> Your task: When the line with "pub fn pointer_move(&mut" appears below, start repeating lines exactly, and keep going through the line with "embedder must call"; add nothing outside that span.

(Beginning of Information given)

//! The stateful cropper binding.
//!
//! `ProfileCropper` wraps one `CropSession` and is the surface an embedding
//! application talks to: it feeds raw input events in (file bytes, pointer
//! coordinates, slider values) and receives computed state back, both as
//! return values and through the registered callbacks.

use avatarcrop_core::session::{CropSession, CroppedResult, UploadError};
use avatarcrop_core::{GeometryConfig, UploadPolicy};
use js_sys::Function;
use wasm_bindgen::prelude::*;

use crate::types::JsSourceImage;

/// Interactive profile-picture cropping control.
///
/// Mouse and touch input share the same three pointer methods; the engine
/// has no notion of the input device. Every mutating call recomputes the
/// crop synchronously, so `payload()` is never stale once the call returns.
///
/// # Example (TypeScript)
///
/// ```typescript
/// const cropper = new ProfileCropper({ cropShape: "circle", maxZoom: 4 });
/// cropper.set_on_crop_updated((area, payload) => preview.update(payload));
/// cropper.measure(container.clientWidth, container.clientHeight);
///
/// const bytes = new Uint8Array(await file.arrayBuffer());
/// cropper.load_file(file.type, bytes);
/// ```
#[wasm_bindgen]
pub struct ProfileCropper {
    session: CropSession,
    on_crop_updated: Option<Function>,
    on_validation_error: Option<Function>,
}

#[wasm_bindgen]
impl ProfileCropper {
    /// Build a cropper from a plain configuration object.
    ///
    /// All keys are optional (camelCase, matching the component props:
    /// `cropShape`, `aspectRatio`, `outputFormat`, `outputQuality`, `size`,
    /// `containerHeight`, `minZoom`, `maxZoom`, `zoomStep`, `allowZoom`,
    /// `allowDrag`, `acceptedFileTypes`, `maxFileSizeMB`). An unrecognized
    /// crop shape or output format is a construction-time error.
    #[wasm_bindgen(constructor)]
    pub fn new(config: JsValue) -> Result<ProfileCropper, JsValue> {
        let (geometry, policy) = if config.is_undefined() || config.is_null() {
            (GeometryConfig::default(), UploadPolicy::default())
        } else {
            let geometry: GeometryConfig = serde_wasm_bindgen::from_value(config.clone())
                .map_err(|e| JsValue::from_str(&e.to_string()))?;
            let policy: UploadPolicy = serde_wasm_bindgen::from_value(config)
                .map_err(|e| JsValue::from_str(&e.to_string()))?;
            (geometry, policy)
        };

        Ok(ProfileCropper {
            session: CropSession::new(geometry, policy),
            on_crop_updated: None,
            on_validation_error: None,
        })
    }

    /// Register the crop-updated callback: `(area, payload?) => void`.
    ///
    /// Fired after every recompute with the crop window (an `{x, y, width,
    /// height}` object) and the encoded payload as a `Uint8Array` when one
    /// is available.
    pub fn set_on_crop_updated(&mut self, callback: Option<Function>) {
        self.on_crop_updated = callback;
    }

    /// Register the validation-error callback: `(message) => void`.
    ///
    /// Fired exactly once per rejected upload with the user-facing message.
    pub fn set_on_validation_error(&mut self, callback: Option<Function>) {
        self.on_validation_error = callback;
    }

    /// Report the container's measured size. Call again after layout
    /// changes; initialization defers until both dimensions are positive.
    pub fn measure(&mut self, width: f64, height: f64) {
        let result = self.session.measure_viewport(width, height);
        emit_crop_updated(self.on_crop_updated.as_ref(), result);
    }

    /// Feed the selected file's MIME type and bytes.
    ///
    /// Type/size rejections fire the validation-error callback and leave
    /// existing state untouched. Decode failures surface as the returned
    /// error.
    pub fn load_file(&mut self, mime: &str, bytes: &[u8]) -> Result<(), JsValue> {
        match self.session.load_upload(mime, bytes) {
            Ok(result) => {
                emit_crop_updated(self.on_crop_updated.as_ref(), result);
                Ok(())
            }
            Err(UploadError::Validation(e)) => {
                emit_validation_error(self.on_validation_error.as_ref(), &e.to_string());
                Ok(())
            }
            Err(e @ UploadError::Decode(_)) => Err(JsValue::from_str(&e.to_string())),
        }
    }

    /// Install an already-decoded image, e.g. from `decode_image` run in a
    /// worker. Fully resets prior geometry.
    pub fn set_image(&mut self, image: &JsSourceImage) {
        let result = self.session.install_image(image.to_source());
        emit_crop_updated(self.on_crop_updated.as_ref(), result);
    }

    /// Pointer pressed (mousedown / touchstart), container coordinates.
    pub fn pointer_down(&mut self, x: f64, y: f64) {
        self.session.drag_start(x, y);
    }

    /// Pointer moved while pressed (mousemove / touchmove).
    pub fn pointer_move(&mut self, x: f64, y: f64) {
        let result = self.session.drag_move(x, y);
        emit_crop_updated(self.on_crop_updated.as_ref(), result);
    }

    /// Pointer released (mouseup / mouseleave / touchend).
    pub fn pointer_up(&mut self) {
        self.session.drag_end();
    }

    /// Zoom slider moved.
    pub fn set_zoom(&mut self, value: f64) {
        let result = self.session.zoom_to(value);
        emit_crop_updated(self.on_crop_updated.as_ref(), result);
    }

    /// Slider position reflecting the current zoom state (the minimum
    /// stands for "initial fit").
    pub fn zoom_value(&self) -> f64 {
        self.session.zoom_value()
    }

    /// The zoom factor actually applied to the image, once ready.
    pub fn effective_scale(&self) -> Option<f64> {
        self.session.effective_scale()
    }

    /// An image is loaded and the geometry is initialized.
    pub fn is_ready(&self) -> bool {
        self.session.is_ready()
    }

    /// The crop window as an `{x, y, width, height}` object.
    pub fn crop_area(&self) -> JsValue {
        serde_wasm_bindgen::to_value(&self.session.crop_window()).unwrap_or(JsValue::NULL)
    }

    /// The resolved source rectangle of the latest computation, if any.
    pub fn source_rect(&self) -> JsValue {
        match self.session.latest() {
            Some(result) => {
                serde_wasm_bindgen::to_value(&result.source).unwrap_or(JsValue::NULL)
            }
            None => JsValue::NULL,
        }
    }

    /// The latest encoded payload bytes, if any.
    pub fn payload(&self) -> Option<Vec<u8>> {
        self.session
            .latest()
            .and_then(|result| result.payload.as_ref())
            .map(|payload| payload.bytes.clone())
    }

    /// MIME type of the payload bytes.
    pub fn payload_mime(&self) -> Option<String> {
        self.session
            .latest()
            .and_then(|result| result.payload.as_ref())
            .map(|payload| payload.mime_type().to_string())
    }

    /// Claim the latest payload for saving and set the busy flag.
    ///
    /// Returns the bytes to hand to the save handler, or `undefined` when
    /// already saving or nothing is ready. The embedder must call
    /// `finish_save` (or `report_save_error`) when its handler settles.
    pub fn begin_save(&mut self) -> Option<Vec<u8>> {
        self.session.begin_save().map(|payload| payload.bytes)
    }

    /// Clear the save busy flag after the handler resolved.
    pub fn finish_save(&mut self) {
        self.session.finish_save();
    }

    /// Report a rejected save handler.
    ///
    /// Logs to the console and still clears the busy flag; a failing
    /// handler must never leave the control wedged.
    pub fn report_save_error(&mut self, message: &str) {
        web_sys::console::error_1(&JsValue::from_str(&format!(
            "Error saving image: {message}"
        )));
        self.session.finish_save();
    }

    /// A save is in flight.
    pub fn is_saving(&self) -> bool {
        self.session.is_saving()
    }

    /// Download name for the default save path, e.g. `profile-picture.png`.
    pub fn suggested_file_name(&self) -> String {
        self.session.suggested_file_name()
    }
}

/// Decode an uploaded file's bytes into a JS-visible image.
///
/// For embeddings that decode off the main thread: run this in a worker,
/// then hand the result to `ProfileCropper.set_image`.
#[wasm_bindgen]
pub fn decode_image(bytes: &[u8]) -> Result<JsSourceImage, JsValue> {
    avatarcrop_core::decode::decode_upload(bytes)
        .map(JsSourceImage::from_source)
        .map_err(|e| JsValue::from_str(&e.to_string()))
}

/// Invoke the crop-updated callback with the freshly computed result.
fn emit_crop_updated(callback: Option<&Function>, result: Option<&CroppedResult>) {
    let (Some(callback), Some(result)) = (callback, result) else {
        return;
    };
    let area = serde_wasm_bindgen::to_value(&result.area).unwrap_or(JsValue::NULL);
    let payload: JsValue = match result.payload.as_ref() {
        Some(payload) => js_sys::Uint8Array::from(payload.bytes.as_slice()).into(),
        None => JsValue::UNDEFINED,
    };
    // A throwing callback is the embedder's bug; it must not poison the
    // input event that triggered the recompute.
    let _ = callback.call2(&JsValue::NULL, &area, &payload);
}

/// Invoke the validation-error callback with the user-facing message.
fn emit_validation_error(callback: Option<&Function>, message: &str) {
    let Some(callback) = callback else {
        return;
    };
    let _ = callback.call1(&JsValue::NULL, &JsValue::from_str(message));
}

/// Tests for the cropper binding.
///
/// Note: methods touching `JsValue` (constructor, callbacks) only run on
/// wasm32 targets; see the `wasm_tests` module below. The session behavior
/// itself is covered natively in `avatarcrop_core::session`.
#[cfg(test)]
mod tests {
    use super::*;

    #[test]
    fn test_js_image_feeds_session() {
        let img = JsSourceImage::new(8, 6, vec![200u8; 8 * 6 * 4]);
        let source = img.to_source();

        let mut session = CropSession::with_defaults();
        session.measure_viewport(250.0, 350.0);
        session.install_image(source);

        assert!(session.is_ready());
        assert_eq!(session.image().unwrap().width, 8);
    }

    #[test]
    fn test_decode_image_maps_core_errors() {
        // Native targets can still exercise the core decode path directly
        let result = avatarcrop_core::decode::decode_upload(&[0x00, 0x01]);
        assert!(result.is_err());
    }
}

(End of Information given)

> Solved problem:
    pub fn pointer_move(&mut self, x: f64, y: f64) {
        let result = self.session.drag_move(x, y);
        emit_crop_updated(self.on_crop_updated.as_ref(), result);
    }

    /// Pointer released (mouseup / mouseleave / touchend).
    pub fn pointer_up(&mut self) {
        self.session.drag_end();
    }

    /// Zoom slider moved.
    pub fn set_zoom(&mut self, value: f64) {
        let result = self.session.zoom_to(value);
        emit_crop_updated(self.on_crop_updated.as_ref(), result);
    }

    /// Slider position reflecting the current zoom state (the minimum
    /// stands for "initial fit").
    pub fn zoom_value(&self) -> f64 {
        self.session.zoom_value()
    }

    /// The zoom factor actually applied to the image, once ready.
    pub fn effective_scale(&self) -> Option<f64> {
        self.session.effective_scale()
    }

    /// An image is loaded and the geometry is initialized.
    pub fn is_ready(&self) -> bool {
        self.session.is_ready()
    }

    /// The crop window as an `{x, y, width, height}` object.
    pub fn crop_area(&self) -> JsValue {
        serde_wasm_bindgen::to_value(&self.session.crop_window()).unwrap_or(JsValue::NULL)
    }

    /// The resolved source rectangle of the latest computation, if any.
    pub fn source_rect(&self) -> JsValue {
        match self.session.latest() {
            Some(result) => {
                serde_wasm_bindgen::to_value(&result.source).unwrap_or(JsValue::NULL)
            }
            None => JsValue::NULL,
        }
    }

    /// The latest encoded payload bytes, if any.
    pub fn payload(&self) -> Option<Vec<u8>> {
        self.session
            .latest()
            .and_then(|result| result.payload.as_ref())
            .map(|payload| payload.bytes.clone())
    }

    /// MIME type of the payload bytes.
    pub fn payload_mime(&self) -> Option<String> {
        self.session
            .latest()
            .and_then(|result| result.payload.as_ref())
            .map(|payload| payload.mime_type().to_string())
    }

    /// Claim the latest payload for saving and set the busy flag.
    ///
    /// Returns the bytes to hand to the save handler, or `undefined` when
    /// already saving or nothing is ready. The embedder must call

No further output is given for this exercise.